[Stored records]
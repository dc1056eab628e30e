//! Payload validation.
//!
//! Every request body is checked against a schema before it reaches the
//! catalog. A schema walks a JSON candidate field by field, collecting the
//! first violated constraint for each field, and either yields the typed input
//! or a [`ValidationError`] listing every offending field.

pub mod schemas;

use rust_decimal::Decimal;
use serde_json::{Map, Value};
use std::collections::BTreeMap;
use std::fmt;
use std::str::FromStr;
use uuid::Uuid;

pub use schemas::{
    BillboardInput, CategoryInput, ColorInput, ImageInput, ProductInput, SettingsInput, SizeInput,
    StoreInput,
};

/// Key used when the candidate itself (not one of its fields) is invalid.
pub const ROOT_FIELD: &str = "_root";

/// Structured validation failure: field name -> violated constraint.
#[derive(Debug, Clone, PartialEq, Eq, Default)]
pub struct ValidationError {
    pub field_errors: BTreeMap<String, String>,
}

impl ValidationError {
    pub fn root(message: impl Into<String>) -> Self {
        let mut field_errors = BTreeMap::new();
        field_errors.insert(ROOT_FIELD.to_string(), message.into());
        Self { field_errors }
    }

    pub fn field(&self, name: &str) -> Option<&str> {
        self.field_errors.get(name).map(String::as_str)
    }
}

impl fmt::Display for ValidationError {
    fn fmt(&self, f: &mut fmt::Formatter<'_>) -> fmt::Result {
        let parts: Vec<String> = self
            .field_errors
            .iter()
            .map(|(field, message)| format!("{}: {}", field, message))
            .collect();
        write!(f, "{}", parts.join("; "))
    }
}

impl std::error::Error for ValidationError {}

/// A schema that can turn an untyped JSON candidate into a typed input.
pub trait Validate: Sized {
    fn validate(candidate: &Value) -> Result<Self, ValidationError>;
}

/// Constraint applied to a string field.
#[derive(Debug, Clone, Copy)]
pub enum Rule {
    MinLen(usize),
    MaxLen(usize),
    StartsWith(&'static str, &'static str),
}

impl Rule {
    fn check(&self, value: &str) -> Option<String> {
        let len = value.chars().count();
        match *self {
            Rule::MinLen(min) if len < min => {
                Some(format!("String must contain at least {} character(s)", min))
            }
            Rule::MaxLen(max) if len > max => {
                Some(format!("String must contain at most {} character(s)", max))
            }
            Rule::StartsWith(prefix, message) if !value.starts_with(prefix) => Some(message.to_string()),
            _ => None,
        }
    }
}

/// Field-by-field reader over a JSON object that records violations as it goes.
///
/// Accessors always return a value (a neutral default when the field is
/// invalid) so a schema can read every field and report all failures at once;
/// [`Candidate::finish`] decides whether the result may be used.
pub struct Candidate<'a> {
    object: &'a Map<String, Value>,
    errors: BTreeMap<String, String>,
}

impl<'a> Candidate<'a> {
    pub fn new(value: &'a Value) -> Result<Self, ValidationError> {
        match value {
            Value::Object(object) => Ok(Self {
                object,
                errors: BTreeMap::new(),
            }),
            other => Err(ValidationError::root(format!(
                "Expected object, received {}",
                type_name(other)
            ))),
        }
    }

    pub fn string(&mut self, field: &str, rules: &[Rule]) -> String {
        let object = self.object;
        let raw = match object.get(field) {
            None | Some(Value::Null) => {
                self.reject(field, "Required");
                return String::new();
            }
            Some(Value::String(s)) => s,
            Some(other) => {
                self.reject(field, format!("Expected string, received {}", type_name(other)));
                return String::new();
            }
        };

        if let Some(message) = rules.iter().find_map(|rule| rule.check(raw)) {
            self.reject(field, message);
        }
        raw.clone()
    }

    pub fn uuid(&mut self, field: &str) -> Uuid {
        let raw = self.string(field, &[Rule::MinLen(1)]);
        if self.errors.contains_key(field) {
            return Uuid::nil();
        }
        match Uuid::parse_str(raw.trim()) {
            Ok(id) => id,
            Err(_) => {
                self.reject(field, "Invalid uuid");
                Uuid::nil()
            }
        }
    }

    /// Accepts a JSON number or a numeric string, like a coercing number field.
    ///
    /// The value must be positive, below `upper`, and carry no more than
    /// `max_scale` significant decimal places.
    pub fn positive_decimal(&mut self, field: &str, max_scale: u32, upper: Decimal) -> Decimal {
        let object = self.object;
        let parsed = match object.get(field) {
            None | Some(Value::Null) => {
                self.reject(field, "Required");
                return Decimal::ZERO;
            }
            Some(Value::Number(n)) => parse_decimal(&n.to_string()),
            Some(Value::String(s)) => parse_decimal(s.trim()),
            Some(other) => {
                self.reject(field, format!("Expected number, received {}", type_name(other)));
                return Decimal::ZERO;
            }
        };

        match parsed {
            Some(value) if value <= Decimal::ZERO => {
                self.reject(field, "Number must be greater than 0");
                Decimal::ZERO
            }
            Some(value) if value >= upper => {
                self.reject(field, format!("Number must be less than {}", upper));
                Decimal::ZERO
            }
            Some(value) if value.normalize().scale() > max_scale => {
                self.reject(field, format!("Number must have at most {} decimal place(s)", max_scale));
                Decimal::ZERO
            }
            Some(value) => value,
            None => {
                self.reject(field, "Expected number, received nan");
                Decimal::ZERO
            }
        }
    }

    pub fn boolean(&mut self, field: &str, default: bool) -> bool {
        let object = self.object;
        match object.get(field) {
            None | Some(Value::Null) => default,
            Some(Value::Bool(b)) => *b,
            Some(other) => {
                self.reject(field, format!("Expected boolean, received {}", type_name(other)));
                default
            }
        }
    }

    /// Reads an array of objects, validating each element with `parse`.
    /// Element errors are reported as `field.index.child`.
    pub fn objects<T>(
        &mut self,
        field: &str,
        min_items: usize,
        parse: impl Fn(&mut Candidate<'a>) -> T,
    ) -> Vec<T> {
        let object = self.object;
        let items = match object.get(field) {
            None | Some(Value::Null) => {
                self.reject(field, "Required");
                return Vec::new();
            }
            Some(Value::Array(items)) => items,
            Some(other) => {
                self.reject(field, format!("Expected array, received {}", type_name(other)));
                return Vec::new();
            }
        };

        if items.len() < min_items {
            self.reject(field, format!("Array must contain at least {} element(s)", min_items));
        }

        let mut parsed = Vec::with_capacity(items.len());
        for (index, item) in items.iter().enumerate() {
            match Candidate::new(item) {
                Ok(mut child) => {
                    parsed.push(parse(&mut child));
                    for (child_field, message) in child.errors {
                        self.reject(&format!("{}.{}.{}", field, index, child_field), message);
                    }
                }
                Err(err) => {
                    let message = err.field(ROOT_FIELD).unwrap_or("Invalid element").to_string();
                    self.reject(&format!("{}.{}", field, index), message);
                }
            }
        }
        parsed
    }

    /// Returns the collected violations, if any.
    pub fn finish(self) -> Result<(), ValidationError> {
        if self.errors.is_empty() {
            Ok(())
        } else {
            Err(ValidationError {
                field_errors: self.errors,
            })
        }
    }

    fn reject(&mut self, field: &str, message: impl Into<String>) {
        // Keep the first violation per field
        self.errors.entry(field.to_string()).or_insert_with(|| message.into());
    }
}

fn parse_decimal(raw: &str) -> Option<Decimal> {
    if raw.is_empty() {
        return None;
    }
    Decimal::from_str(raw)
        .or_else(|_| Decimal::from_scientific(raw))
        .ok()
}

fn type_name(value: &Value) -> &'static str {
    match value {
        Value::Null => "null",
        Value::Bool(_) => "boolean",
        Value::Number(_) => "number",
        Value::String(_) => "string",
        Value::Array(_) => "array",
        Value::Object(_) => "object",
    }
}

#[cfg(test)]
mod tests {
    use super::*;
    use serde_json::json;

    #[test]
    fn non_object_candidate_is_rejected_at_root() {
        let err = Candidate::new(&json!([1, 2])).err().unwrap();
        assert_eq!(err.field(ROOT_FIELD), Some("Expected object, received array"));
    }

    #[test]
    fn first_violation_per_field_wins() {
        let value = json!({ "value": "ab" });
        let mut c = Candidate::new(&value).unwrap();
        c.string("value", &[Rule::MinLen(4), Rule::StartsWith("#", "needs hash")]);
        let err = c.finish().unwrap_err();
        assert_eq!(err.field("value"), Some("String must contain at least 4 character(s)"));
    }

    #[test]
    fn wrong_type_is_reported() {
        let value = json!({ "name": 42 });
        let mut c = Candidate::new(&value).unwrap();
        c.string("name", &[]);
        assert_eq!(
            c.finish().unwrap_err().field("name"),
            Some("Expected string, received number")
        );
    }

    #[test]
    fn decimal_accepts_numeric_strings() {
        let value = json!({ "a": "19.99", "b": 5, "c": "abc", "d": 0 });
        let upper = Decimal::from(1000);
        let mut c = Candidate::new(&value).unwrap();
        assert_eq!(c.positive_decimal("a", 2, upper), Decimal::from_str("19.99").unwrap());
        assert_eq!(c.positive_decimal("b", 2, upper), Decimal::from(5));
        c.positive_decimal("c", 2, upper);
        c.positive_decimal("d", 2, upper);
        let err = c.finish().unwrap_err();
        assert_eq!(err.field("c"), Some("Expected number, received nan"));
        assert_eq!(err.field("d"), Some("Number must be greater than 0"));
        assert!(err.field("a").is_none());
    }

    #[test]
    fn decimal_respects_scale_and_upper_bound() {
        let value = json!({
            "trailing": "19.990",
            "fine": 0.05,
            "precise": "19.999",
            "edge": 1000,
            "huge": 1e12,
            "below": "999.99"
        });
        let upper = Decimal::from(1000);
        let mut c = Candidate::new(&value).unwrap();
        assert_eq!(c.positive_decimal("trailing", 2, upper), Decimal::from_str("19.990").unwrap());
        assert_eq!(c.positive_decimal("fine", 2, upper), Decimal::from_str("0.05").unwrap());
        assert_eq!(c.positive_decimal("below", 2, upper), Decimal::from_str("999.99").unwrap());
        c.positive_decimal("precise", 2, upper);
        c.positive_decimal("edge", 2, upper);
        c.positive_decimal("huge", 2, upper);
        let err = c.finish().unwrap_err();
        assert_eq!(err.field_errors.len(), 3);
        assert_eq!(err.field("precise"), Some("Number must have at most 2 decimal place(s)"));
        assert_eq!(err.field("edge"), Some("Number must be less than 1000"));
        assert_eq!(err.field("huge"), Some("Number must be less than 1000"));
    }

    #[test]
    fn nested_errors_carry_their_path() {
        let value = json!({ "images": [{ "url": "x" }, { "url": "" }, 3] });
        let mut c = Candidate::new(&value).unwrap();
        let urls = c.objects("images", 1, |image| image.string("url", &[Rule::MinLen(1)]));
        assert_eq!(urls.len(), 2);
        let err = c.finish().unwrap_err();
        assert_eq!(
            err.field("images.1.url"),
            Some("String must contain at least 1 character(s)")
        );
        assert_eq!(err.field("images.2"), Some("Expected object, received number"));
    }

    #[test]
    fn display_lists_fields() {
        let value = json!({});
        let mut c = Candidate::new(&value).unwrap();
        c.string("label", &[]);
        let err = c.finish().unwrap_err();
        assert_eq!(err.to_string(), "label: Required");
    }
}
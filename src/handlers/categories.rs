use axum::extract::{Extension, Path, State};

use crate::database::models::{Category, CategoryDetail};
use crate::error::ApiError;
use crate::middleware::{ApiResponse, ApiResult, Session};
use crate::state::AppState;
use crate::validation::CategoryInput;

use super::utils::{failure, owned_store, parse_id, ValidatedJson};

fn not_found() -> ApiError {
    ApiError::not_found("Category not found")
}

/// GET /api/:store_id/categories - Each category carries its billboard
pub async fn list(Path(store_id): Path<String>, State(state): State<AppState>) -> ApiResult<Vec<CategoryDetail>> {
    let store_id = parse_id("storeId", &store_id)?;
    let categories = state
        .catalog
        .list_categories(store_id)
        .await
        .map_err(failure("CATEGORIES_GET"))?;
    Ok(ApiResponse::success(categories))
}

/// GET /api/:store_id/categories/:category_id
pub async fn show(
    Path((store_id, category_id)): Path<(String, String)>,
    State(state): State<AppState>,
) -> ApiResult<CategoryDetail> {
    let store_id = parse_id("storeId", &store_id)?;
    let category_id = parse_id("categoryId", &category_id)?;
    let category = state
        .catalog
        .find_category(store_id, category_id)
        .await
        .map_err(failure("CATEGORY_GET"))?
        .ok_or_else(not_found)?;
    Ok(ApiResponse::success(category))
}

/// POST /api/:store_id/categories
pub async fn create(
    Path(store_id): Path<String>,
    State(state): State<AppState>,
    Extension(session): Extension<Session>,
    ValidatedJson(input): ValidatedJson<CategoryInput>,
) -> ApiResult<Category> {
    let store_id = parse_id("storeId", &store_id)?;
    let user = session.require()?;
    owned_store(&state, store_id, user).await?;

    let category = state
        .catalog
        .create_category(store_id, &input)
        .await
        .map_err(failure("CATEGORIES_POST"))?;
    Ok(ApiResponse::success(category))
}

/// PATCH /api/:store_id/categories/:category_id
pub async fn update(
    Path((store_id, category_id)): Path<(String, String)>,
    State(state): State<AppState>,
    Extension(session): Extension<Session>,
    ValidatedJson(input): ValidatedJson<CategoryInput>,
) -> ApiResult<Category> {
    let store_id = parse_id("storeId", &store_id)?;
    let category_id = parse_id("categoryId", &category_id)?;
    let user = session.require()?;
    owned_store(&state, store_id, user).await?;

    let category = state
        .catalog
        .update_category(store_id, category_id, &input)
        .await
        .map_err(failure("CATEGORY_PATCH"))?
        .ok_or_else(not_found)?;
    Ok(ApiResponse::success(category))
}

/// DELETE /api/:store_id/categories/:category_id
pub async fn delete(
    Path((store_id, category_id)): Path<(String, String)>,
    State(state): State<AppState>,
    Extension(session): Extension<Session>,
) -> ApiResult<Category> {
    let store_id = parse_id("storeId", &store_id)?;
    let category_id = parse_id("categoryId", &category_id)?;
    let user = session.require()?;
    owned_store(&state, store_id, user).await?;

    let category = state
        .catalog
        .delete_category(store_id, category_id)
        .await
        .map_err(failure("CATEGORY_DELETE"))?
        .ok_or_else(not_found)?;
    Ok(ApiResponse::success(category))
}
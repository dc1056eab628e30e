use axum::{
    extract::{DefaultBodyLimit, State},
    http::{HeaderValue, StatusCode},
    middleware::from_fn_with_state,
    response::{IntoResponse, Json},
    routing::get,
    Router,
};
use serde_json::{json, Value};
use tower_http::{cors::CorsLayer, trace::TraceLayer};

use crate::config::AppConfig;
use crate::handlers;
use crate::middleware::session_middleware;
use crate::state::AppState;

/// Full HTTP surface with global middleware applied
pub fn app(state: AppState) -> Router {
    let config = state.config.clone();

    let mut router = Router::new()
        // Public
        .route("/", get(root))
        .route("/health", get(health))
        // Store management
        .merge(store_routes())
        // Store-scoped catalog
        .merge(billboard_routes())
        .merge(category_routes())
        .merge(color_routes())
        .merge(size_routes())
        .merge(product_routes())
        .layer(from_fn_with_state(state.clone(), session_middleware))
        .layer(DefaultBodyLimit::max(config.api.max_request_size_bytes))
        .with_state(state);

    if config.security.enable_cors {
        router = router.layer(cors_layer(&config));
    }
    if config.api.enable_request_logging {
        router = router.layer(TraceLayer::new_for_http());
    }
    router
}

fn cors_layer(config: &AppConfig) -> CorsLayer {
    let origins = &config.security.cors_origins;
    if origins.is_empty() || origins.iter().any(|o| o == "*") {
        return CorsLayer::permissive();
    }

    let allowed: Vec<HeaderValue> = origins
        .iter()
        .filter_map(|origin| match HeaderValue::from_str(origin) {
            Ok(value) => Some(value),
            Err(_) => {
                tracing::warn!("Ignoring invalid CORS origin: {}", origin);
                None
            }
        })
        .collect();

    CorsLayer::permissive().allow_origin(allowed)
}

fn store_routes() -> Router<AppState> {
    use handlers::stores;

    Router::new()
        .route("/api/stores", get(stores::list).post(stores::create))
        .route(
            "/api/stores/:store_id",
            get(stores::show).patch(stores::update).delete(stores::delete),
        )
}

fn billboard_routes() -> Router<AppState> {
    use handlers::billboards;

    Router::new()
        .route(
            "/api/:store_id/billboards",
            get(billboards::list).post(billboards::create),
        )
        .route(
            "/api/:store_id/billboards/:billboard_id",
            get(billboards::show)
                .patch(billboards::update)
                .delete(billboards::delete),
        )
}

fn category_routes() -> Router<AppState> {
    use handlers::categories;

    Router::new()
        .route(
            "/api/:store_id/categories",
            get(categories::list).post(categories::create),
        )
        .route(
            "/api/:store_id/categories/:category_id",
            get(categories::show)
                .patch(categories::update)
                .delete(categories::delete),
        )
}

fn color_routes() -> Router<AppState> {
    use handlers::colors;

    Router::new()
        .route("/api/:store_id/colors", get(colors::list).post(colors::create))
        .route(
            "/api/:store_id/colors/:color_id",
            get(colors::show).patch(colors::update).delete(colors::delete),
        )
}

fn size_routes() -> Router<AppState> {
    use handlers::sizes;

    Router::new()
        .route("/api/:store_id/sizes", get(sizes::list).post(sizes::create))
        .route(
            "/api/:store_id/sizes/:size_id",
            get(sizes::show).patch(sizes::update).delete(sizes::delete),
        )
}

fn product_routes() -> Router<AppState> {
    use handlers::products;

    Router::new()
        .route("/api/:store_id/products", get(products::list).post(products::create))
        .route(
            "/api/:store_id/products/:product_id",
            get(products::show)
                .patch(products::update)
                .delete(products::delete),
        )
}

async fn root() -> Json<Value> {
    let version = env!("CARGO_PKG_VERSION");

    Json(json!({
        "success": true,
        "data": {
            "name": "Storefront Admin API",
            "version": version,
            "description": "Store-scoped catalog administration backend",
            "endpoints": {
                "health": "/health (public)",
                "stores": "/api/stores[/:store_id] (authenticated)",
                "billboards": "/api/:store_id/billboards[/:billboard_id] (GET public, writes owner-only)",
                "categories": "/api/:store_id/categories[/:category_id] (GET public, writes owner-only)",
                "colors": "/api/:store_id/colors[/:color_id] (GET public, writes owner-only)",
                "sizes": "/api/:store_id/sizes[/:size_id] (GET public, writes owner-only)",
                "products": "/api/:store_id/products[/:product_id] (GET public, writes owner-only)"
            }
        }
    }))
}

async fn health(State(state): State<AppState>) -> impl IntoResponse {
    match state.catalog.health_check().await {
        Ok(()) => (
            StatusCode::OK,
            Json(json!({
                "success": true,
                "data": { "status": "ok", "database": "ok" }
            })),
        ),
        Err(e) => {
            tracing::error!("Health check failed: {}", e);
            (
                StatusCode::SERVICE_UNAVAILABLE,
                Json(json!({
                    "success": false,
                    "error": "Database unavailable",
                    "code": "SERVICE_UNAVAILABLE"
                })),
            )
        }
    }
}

DIRECTIONS FOR THIS TASK> Find each line of the data above that holds the word "MaxLen", then copy it.

EXERCISE OUTPUT>
    MaxLen(usize),
            Rule::MaxLen(max) if len > max => {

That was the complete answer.